(Stored data)

____________

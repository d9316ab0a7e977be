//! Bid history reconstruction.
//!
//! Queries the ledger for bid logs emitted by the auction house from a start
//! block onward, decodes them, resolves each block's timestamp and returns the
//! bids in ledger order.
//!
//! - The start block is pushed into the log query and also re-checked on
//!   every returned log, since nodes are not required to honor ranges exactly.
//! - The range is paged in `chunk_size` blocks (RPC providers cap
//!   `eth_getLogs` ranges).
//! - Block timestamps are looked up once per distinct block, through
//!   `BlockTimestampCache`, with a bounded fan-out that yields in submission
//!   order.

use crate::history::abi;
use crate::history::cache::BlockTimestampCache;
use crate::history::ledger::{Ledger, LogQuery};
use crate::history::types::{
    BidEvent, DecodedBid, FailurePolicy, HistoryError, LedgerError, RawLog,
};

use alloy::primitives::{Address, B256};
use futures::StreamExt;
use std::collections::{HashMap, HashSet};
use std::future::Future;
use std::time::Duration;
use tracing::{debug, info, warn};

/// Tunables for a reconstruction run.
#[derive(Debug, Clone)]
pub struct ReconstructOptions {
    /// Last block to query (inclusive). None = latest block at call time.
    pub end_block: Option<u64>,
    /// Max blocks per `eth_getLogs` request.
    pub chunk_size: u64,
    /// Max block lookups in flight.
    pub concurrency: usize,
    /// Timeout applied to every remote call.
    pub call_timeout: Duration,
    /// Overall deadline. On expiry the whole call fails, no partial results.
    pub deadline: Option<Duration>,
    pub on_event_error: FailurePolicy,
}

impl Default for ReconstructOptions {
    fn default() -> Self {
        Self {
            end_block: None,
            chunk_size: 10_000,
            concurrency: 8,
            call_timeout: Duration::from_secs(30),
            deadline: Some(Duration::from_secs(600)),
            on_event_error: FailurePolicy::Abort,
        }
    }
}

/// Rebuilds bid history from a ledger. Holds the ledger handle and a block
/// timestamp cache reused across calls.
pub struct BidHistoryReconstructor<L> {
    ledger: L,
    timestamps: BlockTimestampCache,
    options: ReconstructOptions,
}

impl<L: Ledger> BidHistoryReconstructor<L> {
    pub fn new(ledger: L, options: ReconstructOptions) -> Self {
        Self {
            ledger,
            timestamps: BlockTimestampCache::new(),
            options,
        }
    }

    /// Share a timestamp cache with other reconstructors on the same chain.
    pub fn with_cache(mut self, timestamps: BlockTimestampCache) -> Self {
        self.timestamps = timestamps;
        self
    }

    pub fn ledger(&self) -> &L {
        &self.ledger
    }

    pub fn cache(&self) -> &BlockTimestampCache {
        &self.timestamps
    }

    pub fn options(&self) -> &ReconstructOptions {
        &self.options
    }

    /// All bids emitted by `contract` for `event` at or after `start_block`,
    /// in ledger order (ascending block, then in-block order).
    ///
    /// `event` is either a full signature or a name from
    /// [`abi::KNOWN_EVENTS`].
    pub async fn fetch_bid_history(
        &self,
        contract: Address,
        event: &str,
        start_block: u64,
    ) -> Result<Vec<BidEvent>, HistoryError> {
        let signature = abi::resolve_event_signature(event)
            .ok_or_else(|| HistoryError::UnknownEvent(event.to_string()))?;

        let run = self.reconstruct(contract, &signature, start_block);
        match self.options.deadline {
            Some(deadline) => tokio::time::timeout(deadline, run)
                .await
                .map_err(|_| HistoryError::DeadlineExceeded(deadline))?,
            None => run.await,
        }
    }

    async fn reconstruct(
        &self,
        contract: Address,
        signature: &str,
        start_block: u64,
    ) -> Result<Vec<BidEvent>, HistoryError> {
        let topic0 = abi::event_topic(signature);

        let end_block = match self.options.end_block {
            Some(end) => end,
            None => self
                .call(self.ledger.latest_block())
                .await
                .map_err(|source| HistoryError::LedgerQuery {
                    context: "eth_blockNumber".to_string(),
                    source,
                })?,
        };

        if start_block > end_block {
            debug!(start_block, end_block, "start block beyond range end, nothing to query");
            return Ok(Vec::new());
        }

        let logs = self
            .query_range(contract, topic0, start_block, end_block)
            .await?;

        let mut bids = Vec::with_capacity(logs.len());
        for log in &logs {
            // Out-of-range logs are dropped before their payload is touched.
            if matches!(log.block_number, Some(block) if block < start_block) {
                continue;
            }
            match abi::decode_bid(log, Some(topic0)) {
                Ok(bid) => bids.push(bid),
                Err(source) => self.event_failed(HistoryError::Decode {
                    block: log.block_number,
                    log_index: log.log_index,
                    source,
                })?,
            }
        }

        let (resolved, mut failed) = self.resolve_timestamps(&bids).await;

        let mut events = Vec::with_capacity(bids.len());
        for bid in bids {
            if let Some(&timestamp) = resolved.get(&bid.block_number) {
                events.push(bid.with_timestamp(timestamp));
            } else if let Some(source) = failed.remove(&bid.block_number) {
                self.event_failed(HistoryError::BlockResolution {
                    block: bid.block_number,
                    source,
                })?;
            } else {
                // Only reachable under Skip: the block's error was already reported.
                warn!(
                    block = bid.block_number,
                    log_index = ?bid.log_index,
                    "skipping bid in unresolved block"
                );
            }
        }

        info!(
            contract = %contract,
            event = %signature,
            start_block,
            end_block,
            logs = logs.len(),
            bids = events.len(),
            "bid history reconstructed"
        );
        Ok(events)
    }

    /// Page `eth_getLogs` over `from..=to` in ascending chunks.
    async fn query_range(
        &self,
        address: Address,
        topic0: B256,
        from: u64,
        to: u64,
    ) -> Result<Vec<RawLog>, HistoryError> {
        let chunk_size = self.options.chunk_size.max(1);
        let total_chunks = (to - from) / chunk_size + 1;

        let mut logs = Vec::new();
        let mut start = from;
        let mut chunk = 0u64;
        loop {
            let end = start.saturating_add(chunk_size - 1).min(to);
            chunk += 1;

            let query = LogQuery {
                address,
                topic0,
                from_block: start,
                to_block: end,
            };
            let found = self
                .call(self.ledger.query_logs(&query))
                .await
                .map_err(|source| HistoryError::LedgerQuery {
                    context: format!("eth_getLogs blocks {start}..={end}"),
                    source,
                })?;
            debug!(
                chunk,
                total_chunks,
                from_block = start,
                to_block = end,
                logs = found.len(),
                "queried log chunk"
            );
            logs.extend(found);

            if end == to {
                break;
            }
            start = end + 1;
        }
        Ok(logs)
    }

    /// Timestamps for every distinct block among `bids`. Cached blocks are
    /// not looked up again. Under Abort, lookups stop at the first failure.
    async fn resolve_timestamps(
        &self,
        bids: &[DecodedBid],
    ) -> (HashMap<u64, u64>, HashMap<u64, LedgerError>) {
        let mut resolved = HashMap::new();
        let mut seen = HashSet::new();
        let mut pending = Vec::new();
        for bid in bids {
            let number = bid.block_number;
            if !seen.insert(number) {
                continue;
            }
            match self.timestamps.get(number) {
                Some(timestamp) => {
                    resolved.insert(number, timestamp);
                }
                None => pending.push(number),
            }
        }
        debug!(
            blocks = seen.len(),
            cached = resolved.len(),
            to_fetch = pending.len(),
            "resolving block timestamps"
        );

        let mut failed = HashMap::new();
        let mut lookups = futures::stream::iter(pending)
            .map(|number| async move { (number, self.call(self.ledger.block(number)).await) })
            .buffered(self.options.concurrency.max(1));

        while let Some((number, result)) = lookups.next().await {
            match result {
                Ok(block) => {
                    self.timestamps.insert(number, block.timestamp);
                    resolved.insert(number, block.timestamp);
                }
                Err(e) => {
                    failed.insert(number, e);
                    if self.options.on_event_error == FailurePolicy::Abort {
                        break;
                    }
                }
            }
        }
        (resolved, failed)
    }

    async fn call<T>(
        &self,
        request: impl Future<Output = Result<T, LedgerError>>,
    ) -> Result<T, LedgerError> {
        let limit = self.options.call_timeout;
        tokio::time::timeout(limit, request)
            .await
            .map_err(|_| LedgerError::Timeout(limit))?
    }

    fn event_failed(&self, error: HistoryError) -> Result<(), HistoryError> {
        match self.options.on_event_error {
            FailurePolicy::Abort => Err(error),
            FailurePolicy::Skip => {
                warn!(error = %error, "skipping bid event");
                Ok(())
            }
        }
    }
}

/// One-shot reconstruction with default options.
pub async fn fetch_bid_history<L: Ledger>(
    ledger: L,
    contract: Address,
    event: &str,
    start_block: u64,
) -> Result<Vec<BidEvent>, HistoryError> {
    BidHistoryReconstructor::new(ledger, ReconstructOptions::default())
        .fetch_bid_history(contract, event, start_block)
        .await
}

____________

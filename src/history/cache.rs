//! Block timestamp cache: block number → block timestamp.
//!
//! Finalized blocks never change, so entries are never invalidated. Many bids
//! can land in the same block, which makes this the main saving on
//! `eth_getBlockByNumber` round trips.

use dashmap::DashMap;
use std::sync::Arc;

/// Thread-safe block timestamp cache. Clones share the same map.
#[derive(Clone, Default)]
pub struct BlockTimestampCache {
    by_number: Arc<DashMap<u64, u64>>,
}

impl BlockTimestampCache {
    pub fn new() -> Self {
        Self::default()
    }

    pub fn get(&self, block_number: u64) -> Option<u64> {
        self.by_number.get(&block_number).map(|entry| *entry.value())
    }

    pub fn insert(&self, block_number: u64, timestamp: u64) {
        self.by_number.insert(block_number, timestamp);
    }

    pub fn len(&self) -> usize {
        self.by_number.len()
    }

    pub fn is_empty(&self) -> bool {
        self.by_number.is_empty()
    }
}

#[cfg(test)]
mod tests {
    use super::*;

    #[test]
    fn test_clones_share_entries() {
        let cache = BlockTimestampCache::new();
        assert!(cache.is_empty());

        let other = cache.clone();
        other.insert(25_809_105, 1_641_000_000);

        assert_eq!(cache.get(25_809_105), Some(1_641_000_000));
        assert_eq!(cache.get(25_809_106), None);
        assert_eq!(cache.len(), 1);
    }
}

____________

# [Exercise brief]
In the entries above, tally the lines that include the string "every". Give the figure only.

# [Answer to this task]
3